Cresci ouvindo o rock brasileiro dos anos oitenta. Meu irmão adorava o som e eu acabei pegando gosto também. Mas veja bem, não sou tão velho assim. Nasci em 82, no ano que o Barão Vermelho lançou seu disco de estréia. Nem se tivesse memória muito boa não lembraria disso. Mas acontece que aquele som sempre me foi muito familiar...
Acabei conhecendo a obra do Cazuza e do Barão anos depois, no fim dos noventa quando comecei a retomar as audições de música brasileira. Algumas coisas me tocavam bastante nos versos do Cazuza mas estava longe de ser um fã.

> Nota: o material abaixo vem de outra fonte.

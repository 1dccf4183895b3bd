//! Element-wise evaluation of every calculator over [`Series`] arguments.
//!
//! Each method broadcasts its scalar arguments against its array arguments
//! and evaluates the scalar calculator once per element. Elements are
//! independent of one another.
//!
//! # Example
//!
//! ```
//! use rust_decimal_macros::dec;
//! use broadtax_core::{BatchCalculator, Series, TaxOutput, TaxYearConfig};
//!
//! let config = TaxYearConfig::year_2025();
//! let batch = BatchCalculator::new(&config);
//!
//! let fin_income = Series::from(vec![dec!(1000), dec!(2000), dec!(5000)]);
//! let other_income = Series::from(dec!(3000));
//!
//! let tax = batch.final_income_tax(&fin_income, &other_income, TaxOutput::Amount)?;
//!
//! assert_eq!(tax, Series::from(vec![dec!(485.65), dec!(639.65), dec!(1218.8)]));
//! # Ok::<(), broadtax_core::CalculationError>(())
//! ```

use rust_decimal::Decimal;

use crate::calculations::{
    BroadTaxCalculator, CapitalGainsWorksheet, HealthPremiumCalculator, IncomeTaxCalculator,
    Series,
};
use crate::{CalculationError, CapitalGainsScenario, MembershipType, TaxOutput, TaxYearConfig};

/// Runs the scalar calculators over [`Series`] arguments.
#[derive(Debug, Clone, Copy)]
pub struct BatchCalculator<'a> {
    income_tax: IncomeTaxCalculator<'a>,
    health_premium: HealthPremiumCalculator<'a>,
    broad_tax: BroadTaxCalculator<'a>,
    capital_gains: CapitalGainsWorksheet<'a>,
}

impl<'a> BatchCalculator<'a> {
    pub fn new(config: &'a TaxYearConfig) -> Self {
        Self {
            income_tax: IncomeTaxCalculator::new(config),
            health_premium: HealthPremiumCalculator::new(config),
            broad_tax: BroadTaxCalculator::new(config),
            capital_gains: CapitalGainsWorksheet::new(config),
        }
    }

    // -------------------------------------------------------------------------
    // Income tax
    // -------------------------------------------------------------------------

    pub fn income_tax(
        &self,
        tax_base: &Series,
    ) -> Series {
        tax_base.map(|base| self.income_tax.income_tax(base))
    }

    pub fn withhold_tax(
        &self,
        fin_income: &Series,
        output: TaxOutput,
    ) -> Series {
        fin_income.map(|fin| self.income_tax.withhold_tax(fin, output))
    }

    pub fn comp_income_tax(
        &self,
        comp_income: &Series,
        output: TaxOutput,
    ) -> Series {
        comp_income.map(|income| self.income_tax.comp_income_tax(income, output))
    }

    pub fn final_income_tax(
        &self,
        fin_income: &Series,
        ex_fin_income: &Series,
        output: TaxOutput,
    ) -> Result<Series, CalculationError> {
        Series::zip_with(&[fin_income, ex_fin_income], |args| {
            self.income_tax.final_income_tax(args[0], args[1], output)
        })
    }

    pub fn income_tax_for_fin(
        &self,
        fin_income: &Series,
        ex_fin_income: &Series,
        output: TaxOutput,
    ) -> Result<Series, CalculationError> {
        Series::zip_with(&[fin_income, ex_fin_income], |args| {
            self.income_tax.income_tax_for_fin(args[0], args[1], output)
        })
    }

    pub fn income_tax_for_fin_marginal_rate(
        &self,
        fin_income: &Series,
        ex_fin_income: &Series,
    ) -> Result<Series, CalculationError> {
        Series::zip_with(&[fin_income, ex_fin_income], |args| {
            self.income_tax.income_tax_for_fin_marginal_rate(args[0], args[1])
        })
    }

    // -------------------------------------------------------------------------
    // Health premium
    // -------------------------------------------------------------------------

    pub fn income_health_premium(
        &self,
        member_type: MembershipType,
        ex_salary: &Series,
        salary: &Series,
        output: TaxOutput,
    ) -> Result<Series, CalculationError> {
        Series::zip_with(&[ex_salary, salary], |args| {
            self.health_premium
                .income_health_premium(member_type, args[0], args[1], output)
        })
    }

    /// Parses `member_type` before evaluating any element.
    ///
    /// # Errors
    ///
    /// Returns [`CalculationError::InvalidCategory`] for an unknown tag and
    /// [`CalculationError::ShapeMismatch`] for arrays of different lengths.
    pub fn income_health_premium_for_tag(
        &self,
        member_type: &str,
        ex_salary: &Series,
        salary: &Series,
        output: TaxOutput,
    ) -> Result<Series, CalculationError> {
        let member_type = MembershipType::parse(member_type)?;

        self.income_health_premium(member_type, ex_salary, salary, output)
    }

    pub fn h_premium_for_ex_salary(
        &self,
        member_type: MembershipType,
        ex_salary: &Series,
        salary: &Series,
        output: TaxOutput,
    ) -> Result<Series, CalculationError> {
        Series::zip_with(&[ex_salary, salary], |args| {
            self.health_premium
                .h_premium_for_ex_salary(member_type, args[0], args[1], output)
        })
    }

    pub fn h_premium_for_ex_salary_marginal_rate(
        &self,
        member_type: MembershipType,
        ex_salary: &Series,
        salary: &Series,
    ) -> Result<Series, CalculationError> {
        Series::zip_with(&[ex_salary, salary], |args| {
            self.health_premium
                .h_premium_for_ex_salary_marginal_rate(member_type, args[0], args[1])
        })
    }

    // -------------------------------------------------------------------------
    // Broad tax
    // -------------------------------------------------------------------------

    pub fn broad_tax(
        &self,
        member_type: MembershipType,
        fin_income: &Series,
        salary: &Series,
        ex_fin_salary: &Series,
        output: TaxOutput,
    ) -> Result<Series, CalculationError> {
        Series::zip_with(&[fin_income, salary, ex_fin_salary], |args| {
            self.broad_tax
                .broad_tax(member_type, args[0], args[1], args[2], output)
        })
    }

    pub fn broad_tax_for_fin(
        &self,
        member_type: MembershipType,
        fin_income: &Series,
        salary: &Series,
        ex_fin_salary: &Series,
        output: TaxOutput,
    ) -> Result<Series, CalculationError> {
        Series::zip_with(&[fin_income, salary, ex_fin_salary], |args| {
            self.broad_tax
                .broad_tax_for_fin(member_type, args[0], args[1], args[2], output)
        })
    }

    pub fn broad_tax_for_fin_marginal_rate(
        &self,
        member_type: MembershipType,
        fin_income: &Series,
        salary: &Series,
        ex_fin_salary: &Series,
    ) -> Result<Series, CalculationError> {
        Series::zip_with(&[fin_income, salary, ex_fin_salary], |args| {
            self.broad_tax
                .broad_tax_for_fin_marginal_rate(member_type, args[0], args[1], args[2])
        })
    }

    // -------------------------------------------------------------------------
    // Capital gains
    // -------------------------------------------------------------------------

    pub fn exemption_taxable_fraction(
        &self,
        sell_price: &Series,
    ) -> Series {
        sell_price.map(|sell| self.capital_gains.exemption_taxable_fraction(sell))
    }

    pub fn holding_deduction_ratio(
        &self,
        hold_years: &Series,
        residency_years: &Series,
    ) -> Result<Series, CalculationError> {
        Series::zip_with(&[hold_years, residency_years], |args| {
            self.capital_gains.holding_deduction_ratio(args[0], args[1])
        })
    }

    pub fn capital_gain(
        &self,
        sell_price: &Series,
        buy_price: &Series,
        holder_ratio: &Series,
        expense: &Series,
    ) -> Result<Series, CalculationError> {
        Series::zip_with(&[sell_price, buy_price, holder_ratio, expense], |args| {
            let scenario = CapitalGainsScenario {
                holder_ratio: args[2],
                expense: args[3],
                ..CapitalGainsScenario::new(args[0], args[1])
            };
            self.capital_gains.capital_gain(&scenario)
        })
    }

    /// Capital gains tax base per sale, using the configured basic deduction.
    pub fn tax_base(
        &self,
        sell_price: &Series,
        buy_price: &Series,
        holder_ratio: &Series,
        expense: &Series,
        hold_years: &Series,
        residency_years: &Series,
    ) -> Result<Series, CalculationError> {
        self.per_sale(
            [sell_price, buy_price, holder_ratio, expense, hold_years, residency_years],
            |scenario| self.capital_gains.tax_base(scenario),
        )
    }

    /// Capital gains tax per sale, using the configured basic deduction.
    pub fn capital_gain_tax(
        &self,
        sell_price: &Series,
        buy_price: &Series,
        holder_ratio: &Series,
        expense: &Series,
        hold_years: &Series,
        residency_years: &Series,
    ) -> Result<Series, CalculationError> {
        self.per_sale(
            [sell_price, buy_price, holder_ratio, expense, hold_years, residency_years],
            |scenario| self.capital_gains.capital_gain_tax(scenario),
        )
    }

    fn per_sale<F>(
        &self,
        columns: [&Series; 6],
        f: F,
    ) -> Result<Series, CalculationError>
    where
        F: Fn(&CapitalGainsScenario) -> Decimal,
    {
        Series::zip_with(&columns, |args| {
            let scenario = CapitalGainsScenario {
                holder_ratio: args[2],
                expense: args[3],
                hold_years: args[4],
                residency_years: args[5],
                ..CapitalGainsScenario::new(args[0], args[1])
            };
            f(&scenario)
        })
    }
}

#[cfg(test)]
mod tests {
    use pretty_assertions::assert_eq;
    use rust_decimal_macros::dec;

    use super::*;

    fn config() -> TaxYearConfig {
        TaxYearConfig::year_2025()
    }

    // =========================================================================
    // income tax tests
    // =========================================================================

    #[test]
    fn income_tax_maps_each_base() {
        let config = config();
        let batch = BatchCalculator::new(&config);

        let bases = Series::from(vec![dec!(-10), dec!(1400), dec!(5000)]);

        assert_eq!(
            batch.income_tax(&bases),
            Series::from(vec![dec!(0), dec!(92.4), dec!(686.4)])
        );
    }

    #[test]
    fn final_income_tax_scalar_inputs_give_scalar() {
        let config = config();
        let batch = BatchCalculator::new(&config);

        let tax = batch.final_income_tax(
            &Series::from(dec!(5000)),
            &Series::from(dec!(3000)),
            TaxOutput::Rate,
        );

        assert_eq!(tax, Ok(Series::from(dec!(0.15235))));
    }

    #[test]
    fn income_tax_for_fin_rejects_mismatched_arrays() {
        let config = config();
        let batch = BatchCalculator::new(&config);

        let result = batch.income_tax_for_fin(
            &Series::from(vec![dec!(1000), dec!(2000)]),
            &Series::from(vec![dec!(3000)]),
            TaxOutput::Amount,
        );

        assert_eq!(
            result,
            Err(CalculationError::ShapeMismatch {
                expected: 2,
                found: 1
            })
        );
    }

    #[test]
    fn income_tax_for_fin_marginal_rate_per_element() {
        let config = config();
        let batch = BatchCalculator::new(&config);

        let rates = batch.income_tax_for_fin_marginal_rate(
            &Series::from(vec![dec!(0), dec!(1000), dec!(5000)]),
            &Series::from(dec!(3000)),
        );

        assert_eq!(
            rates,
            Ok(Series::from(vec![dec!(0), dec!(0.154), dec!(0.264)]))
        );
    }

    // =========================================================================
    // health premium tests
    // =========================================================================

    #[test]
    fn income_health_premium_dependent_jump() {
        let config = config();
        let batch = BatchCalculator::new(&config);

        let premium = batch.income_health_premium(
            MembershipType::Dependent,
            &Series::from(vec![dec!(2000), dec!(2001)]),
            &Series::from(dec!(0)),
            TaxOutput::Amount,
        );

        assert_eq!(premium, Ok(Series::from(vec![dec!(0), dec!(160.244082)])));
    }

    #[test]
    fn income_health_premium_for_tag_rejects_unknown_tag_first() {
        let config = config();
        let batch = BatchCalculator::new(&config);

        // Shapes also mismatch; the tag is checked before any element.
        let result = batch.income_health_premium_for_tag(
            "freelancer",
            &Series::from(vec![dec!(1), dec!(2)]),
            &Series::from(vec![dec!(1)]),
            TaxOutput::Amount,
        );

        assert_eq!(
            result,
            Err(CalculationError::InvalidCategory("freelancer".to_string()))
        );
    }

    // =========================================================================
    // broad tax tests
    // =========================================================================

    #[test]
    fn broad_tax_for_fin_over_fin_income_axis() {
        let config = config();
        let batch = BatchCalculator::new(&config);

        let shares = batch.broad_tax_for_fin(
            MembershipType::Employee,
            &Series::from(vec![dec!(0), dec!(5000)]),
            &Series::from(dec!(3000)),
            &Series::from(dec!(0)),
            TaxOutput::Amount,
        );

        assert_eq!(shares, Ok(Series::from(vec![dec!(0), dec!(1127.396)])));
    }

    // =========================================================================
    // capital gains tests
    // =========================================================================

    #[test]
    fn exemption_taxable_fraction_over_sell_prices() {
        let config = config();
        let batch = BatchCalculator::new(&config);

        let prices = Series::from(vec![dec!(100000), dec!(120000), dec!(240000)]);

        assert_eq!(
            batch.exemption_taxable_fraction(&prices),
            Series::from(vec![dec!(0), dec!(0), dec!(0.5)])
        );
    }

    #[test]
    fn capital_gain_tax_matches_scalar_worksheet() {
        let config = config();
        let batch = BatchCalculator::new(&config);

        let tax = batch.capital_gain_tax(
            &Series::from(vec![dec!(120000), dec!(200000)]),
            &Series::from(dec!(100000)),
            &Series::from(dec!(0.5)),
            &Series::from(dec!(2000)),
            &Series::from(dec!(5)),
            &Series::from(dec!(3)),
        );

        assert_eq!(tax, Ok(Series::from(vec![dec!(0), dec!(3231.91)])));
    }

    #[test]
    fn holding_deduction_ratio_broadcasts_residency() {
        let config = config();
        let batch = BatchCalculator::new(&config);

        let ratios = batch.holding_deduction_ratio(
            &Series::from(vec![dec!(2), dec!(5), dec!(20)]),
            &Series::from(dec!(3)),
        );

        assert_eq!(
            ratios,
            Ok(Series::from(vec![dec!(0.12), dec!(0.32), dec!(0.52)]))
        );
    }
}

Com o roteiro definitivo na mão, uma pesquisa mais séria já feita, fotos, livro de canções e biografia, comecei a fazer os primeiros estudos de cor pro trampo. Foi duro. É difícil raciocinar a cor como parte constitutiva do sentido da história. Além disso era preciso achar uma solução gráfica que de alguma forma falasse sobre o Cazuza, sobre sua poesia, sua obra. Algo que não fosse apenas o fetiche do colorido, efeito. Num dos poemas do cantor topei com o azul e o amarelo. Suas cores preferidas, as cores do seu santo no candomblé. Segundo ele, um santo brincalhão.
Azul e amarelo. Título de uma das músicas do último disco do cantor. O disco testamento "Burguesia". As duas cores renderam algumas coisas interessantes. São duas primárias. De cara eu já tinha a possíbilidade de uma terceira, fosse ou não usá-la. Mas depois de alguns testes ainda não tinha nada definido.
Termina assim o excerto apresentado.